Доктор Цодер ссутулившись сидел у койки Веглера; острые его локти упирались в костлявые колени, длинные пальцы обхватывали худые смуглые щеки. Баумер захохотал бы, увидя доктора в этой позе, — ну точь в точь придворный шут! Каждая линия его уродливой фигуры была словно нарисована рукой карикатуриста. Но сестре Воль-вебер, уже дважды молившей доктора идти спать, он представлялся совсем по-иному: для ее материнского сердца это ночное бдение у койки пациента было трогательнейшим примером заботливости и самоотверженной гуманности настоящего врача. И хотя Цодер успел сообщить ей кое-что о происшедшем, она знала, что ни приказ Баумера, ни патриотический долг не требовали от него такого усердия. Пациент очнется от наркоза не раньше чем через семь часов. И до тех пор ни один врач не может ничего поделать.
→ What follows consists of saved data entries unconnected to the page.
//! Shared pipeline steps used by the CLI subcommands.
//!
//! Each step is: load trace -> fit/calibrate -> hand the result back. The
//! caller (`app`) focuses on presentation and exports.

use std::path::Path;
use std::sync::atomic::{AtomicUsize, Ordering};

use rayon::prelude::*;
use tracing::{info, warn};

use crate::domain::{
    AnalysisConfig, FitOutcome, LorentzianGuess, LorentzianParams, Trace, TripletParams, TripletSeed,
};
use crate::error::{AppError, FitError};
use crate::fit::{
    Calibration, Linewidth, calibrate_x_with, fit_lorentzian_triplet_with, fit_lorentzian_with, get_linewidth_with,
    normalize_transmission_dip,
};
use crate::io::ingest::{IngestedTrace, load_trace};
use crate::math::{argmin, min_max};
use crate::report::{BatchLine, print_status};

/// Width of the batch progress bar.
const PROGRESS_WIDTH: usize = 40;

/// Fill the dip-related seeds for a single-Lorentzian fit.
///
/// The default seeds assume a peak; for a dip the center goes to the minimum
/// and the amplitude is negative.
pub fn dip_guess(trace: &Trace, guess: LorentzianGuess) -> LorentzianGuess {
    let (Some(i_min), Some((y_min, y_max))) = (argmin(&trace.y), min_max(&trace.y)) else {
        return guess;
    };
    LorentzianGuess {
        x0: guess.x0.or(Some(trace.x[i_min])),
        y0: guess.y0.or(Some(y_max)),
        amp: guess.amp.or(Some(y_min - y_max)),
        fwhm: guess.fwhm,
    }
}

pub fn run_lorentzian(
    input: &Path,
    y_in_db: bool,
    guess: LorentzianGuess,
    config: &AnalysisConfig,
) -> Result<(IngestedTrace, FitOutcome<LorentzianParams>), AppError> {
    let ingested = load_trace(input, y_in_db)?;
    let trace = &ingested.trace;
    let guess = if config.invert { dip_guess(trace, guess) } else { guess };

    let fit = fit_lorentzian_with(&trace.x, &trace.y, &guess, None, &config.solver)?;
    info!(
        x0 = fit.params.x0,
        fwhm = fit.params.fwhm,
        iterations = fit.quality.iterations,
        "lorentzian fit"
    );
    Ok((ingested, fit))
}

pub fn run_triplet(
    input: &Path,
    y_in_db: bool,
    seed: &TripletSeed,
    config: &AnalysisConfig,
) -> Result<(IngestedTrace, FitOutcome<TripletParams>), AppError> {
    let ingested = load_trace(input, y_in_db)?;
    let trace = &ingested.trace;

    let fit = fit_lorentzian_triplet_with(&trace.x, &trace.y, seed, &config.solver)?;
    info!(
        x0 = fit.params.center.x0,
        xl = fit.params.left.x,
        xr = fit.params.right.x,
        iterations = fit.quality.iterations,
        "triplet fit"
    );
    Ok((ingested, fit))
}

pub fn run_calibration(
    input: &Path,
    y_in_db: bool,
    config: &AnalysisConfig,
) -> Result<(IngestedTrace, Calibration), AppError> {
    let eom = require_eom(config)?;
    let ingested = load_trace(input, y_in_db)?;
    let trace = &ingested.trace;

    let cal = calibrate_x_with(&trace.x, &trace.y, eom, config.invert, &config.solver)?;
    info!(offset = cal.offset, scale = cal.scale, "x-axis calibrated");
    Ok((ingested, cal))
}

pub fn run_linewidth(
    input: &Path,
    y_in_db: bool,
    config: &AnalysisConfig,
) -> Result<(IngestedTrace, Linewidth), AppError> {
    let eom = require_eom(config)?;
    let ingested = load_trace(input, y_in_db)?;
    let trace = &ingested.trace;

    let lw = get_linewidth_with(&trace.x, &trace.y, eom, config.invert, &config.solver)?;
    info!(fwhm = lw.fwhm, fwhm_err = lw.fwhm_err, "linewidth");
    Ok((ingested, lw))
}

pub fn run_normalize(
    input: &Path,
    baseline: &Path,
    y_in_db: bool,
) -> Result<(IngestedTrace, Vec<f64>), AppError> {
    let ingested = load_trace(input, y_in_db)?;
    let reference = load_trace(baseline, y_in_db)?;
    let trace = &ingested.trace;

    let normalized = normalize_transmission_dip(&trace.x, &trace.y, &reference.trace.y)?;
    info!(points = normalized.len(), baseline_points = reference.trace.len(), "dip normalized");
    Ok((ingested, normalized))
}

/// Linewidths for many traces, fitted in parallel.
///
/// Failures are reported per trace; the batch itself only fails when the EOM
/// frequency is missing. Output order follows `inputs`.
pub fn run_batch(
    inputs: &[impl AsRef<Path> + Sync],
    y_in_db: bool,
    config: &AnalysisConfig,
    show_progress: bool,
) -> Result<Vec<BatchLine>, AppError> {
    let eom = require_eom(config)?;
    let done = AtomicUsize::new(0);
    let total = inputs.len();

    let lines: Vec<BatchLine> = inputs
        .par_iter()
        .map(|input| {
            let path = input.as_ref();
            let outcome = load_trace(path, y_in_db)
                .and_then(|t| {
                    get_linewidth_with(&t.trace.x, &t.trace.y, eom, config.invert, &config.solver)
                        .map_err(AppError::from)
                })
                .map(|lw| (lw.fwhm, lw.fwhm_err))
                .map_err(|e| {
                    warn!(path = %path.display(), error = %e, "batch trace failed");
                    e.to_string()
                });

            let step = done.fetch_add(1, Ordering::Relaxed) + 1;
            if show_progress {
                print_status(step, total, PROGRESS_WIDTH);
            }
            BatchLine {
                source: path.display().to_string(),
                outcome,
            }
        })
        .collect();

    let ok = lines.iter().filter(|l| l.outcome.is_ok()).count();
    info!(ok, total, "batch finished");
    Ok(lines)
}

fn require_eom(config: &AnalysisConfig) -> Result<f64, AppError> {
    config
        .eom_frequency
        .ok_or_else(|| AppError::from(FitError::degenerate("EOM frequency is required for calibration")))
}

#[cfg(test)]
mod tests {
    use super::*;
    use crate::data::{SyntheticSpec, generate_triplet_trace};
    use crate::io::write_xy_csv;

    fn temp_dir(tag: &str) -> std::path::PathBuf {
        let dir = std::env::temp_dir().join(format!("lsfit-pipeline-{tag}-{}", std::process::id()));
        std::fs::create_dir_all(&dir).unwrap();
        dir
    }

    fn clean_dip_spec() -> SyntheticSpec {
        let mut spec = SyntheticSpec {
            noise_sigma: 0.0,
            ..SyntheticSpec::default()
        };
        spec.params.center.amp = -spec.params.center.amp;
        spec.params.left.amp = -spec.params.left.amp;
        spec.params.right.amp = -spec.params.right.amp;
        spec
    }

    #[test]
    fn dip_guess_seeds_at_minimum() {
        let trace = Trace::new(vec![0.0, 1.0, 2.0], vec![1.0, 0.2, 1.0]).unwrap();
        let g = dip_guess(&trace, LorentzianGuess::default());
        assert_eq!(g.x0, Some(1.0));
        assert_eq!(g.y0, Some(1.0));
        assert!((g.amp.unwrap() + 0.8).abs() < 1e-12);
        assert_eq!(g.fwhm, None);
    }

    #[test]
    fn batch_keeps_input_order_and_reports_failures() {
        let dir = temp_dir("batch");
        let trace = generate_triplet_trace(&clean_dip_spec()).unwrap();
        let good = dir.join("good.csv");
        write_xy_csv(&good, &trace.x, &[&trace.y]).unwrap();
        let missing = dir.join("missing.csv");

        let config = AnalysisConfig {
            eom_frequency: Some(10.0),
            ..AnalysisConfig::default()
        };
        let lines = run_batch(&[good.clone(), missing.clone()], false, &config, false).unwrap();

        assert_eq!(lines.len(), 2);
        assert_eq!(lines[0].source, good.display().to_string());
        let (fwhm, _) = lines[0].outcome.clone().unwrap();
        // 0.1 raw units at 20 MHz per unit of sideband separation.
        assert!((fwhm - 2.0).abs() < 0.05, "fwhm {fwhm}");
        assert!(lines[1].outcome.is_err());

        std::fs::remove_dir_all(&dir).ok();
    }

    #[test]
    fn calibration_without_eom_is_rejected() {
        let config = AnalysisConfig::default();
        let err = run_calibration(Path::new("unused.csv"), false, &config).unwrap_err();
        assert_eq!(err.exit_code(), 4);
    }
}
//! Low-level fitting routine shared by every lineshape.
//!
//! Given:
//! - sample positions `x_i` and observations `y_i`
//! - a pointwise model `f(x, p)` and a seed `p0`
//!
//! we validate the series, run Levenberg–Marquardt, and package the solution
//! with its covariance and fit quality.

use nalgebra::DMatrix;

use crate::domain::{Bounds, FitQuality};
use crate::error::{FitError, FitResult};
use crate::math::{LmOptions, covariance_from_jacobian, levenberg_marquardt};

/// Raw fit output in flat-vector form.
#[derive(Debug, Clone)]
pub struct CurveFit {
    pub params: Vec<f64>,
    pub covariance: DMatrix<f64>,
    pub quality: FitQuality,
}

impl CurveFit {
    /// Replace parameter `idx` by its absolute value.
    ///
    /// Used for widths, which enter the lineshapes squared: negating one leaves
    /// the model unchanged but flips the sign of its covariance row/column.
    pub fn fold_sign(&mut self, idx: usize) {
        if self.params[idx] >= 0.0 {
            return;
        }
        self.params[idx] = -self.params[idx];
        let n = self.covariance.nrows();
        for k in 0..n {
            if k != idx {
                self.covariance[(idx, k)] = -self.covariance[(idx, k)];
                self.covariance[(k, idx)] = -self.covariance[(k, idx)];
            }
        }
    }
}

/// Check that a series can support an `n_params` fit.
pub fn validate_series(x: &[f64], y: &[f64], n_params: usize) -> FitResult<()> {
    if x.len() != y.len() {
        return Err(FitError::shape(format!(
            "x has {} samples but y has {}",
            x.len(),
            y.len()
        )));
    }
    if x.len() < n_params {
        return Err(FitError::shape(format!(
            "need at least {n_params} samples to fit {n_params} parameters (got {})",
            x.len()
        )));
    }
    if let Some(i) = x.iter().zip(y).position(|(a, b)| !(a.is_finite() && b.is_finite())) {
        return Err(FitError::shape(format!("sample {i} is not finite")));
    }
    Ok(())
}

/// Fit `model` to `(x, y)` starting from `p0`.
pub fn curve_fit<F>(
    model: F,
    x: &[f64],
    y: &[f64],
    p0: &[f64],
    scales: &[f64],
    bounds: Option<&Bounds>,
    opts: &LmOptions,
) -> FitResult<CurveFit>
where
    F: Fn(f64, &[f64]) -> f64,
{
    validate_series(x, y, p0.len())?;
    if p0.iter().any(|v| !v.is_finite()) {
        return Err(FitError::shape("initial guess is not finite"));
    }

    let solution = levenberg_marquardt(model, x, y, p0, scales, bounds, opts)?;
    let covariance = covariance_from_jacobian(&solution.jacobian, solution.sse);

    let n = x.len();
    Ok(CurveFit {
        params: solution.params,
        covariance,
        quality: FitQuality {
            sse: solution.sse,
            rmse: (solution.sse / n as f64).sqrt(),
            n,
            iterations: solution.iterations,
        },
    })
}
Если говорить правду, то доктор Цодер не смыкал глаз у койки пациента вовсе не из врачебных или патриотических соображений. Герман Цодер, как человек, был совсем иным, чем его представлял себе Баумер или медсестра. Дело в том, что Цодер, как, впрочем, в большей или меньшей степени и весь род человеческий, вел двойную жизнь: одну на людях, другую — в бесконечном одиночестве. Потому-то он и казался то убежденным патриотом и самоотверженным врачом, то неунывающим чудаком, а на самом деле не был ни тем, ни другим, ни третьим. Внешняя его оболочка действовала механически, словно хорошо Отрегулированный робот из какой-то сатирической пьесы: он ел, что-то лопотал, издавал гогочущий смешок, работал наравне с другими. Но в этом человеческом теле таилась иссохшая душа, сердце, уже не способное на какие-либо чувства, горькая пустота, в которой любовь, жалость, тщеславие обратились в пепел и тлен, оставшиеся от ушедшей и позабытой жизни. Этот человек знал только одно чувство: ненависть. И приступы жгучей ненависти были для него единственным доказательством того, что он еще жив.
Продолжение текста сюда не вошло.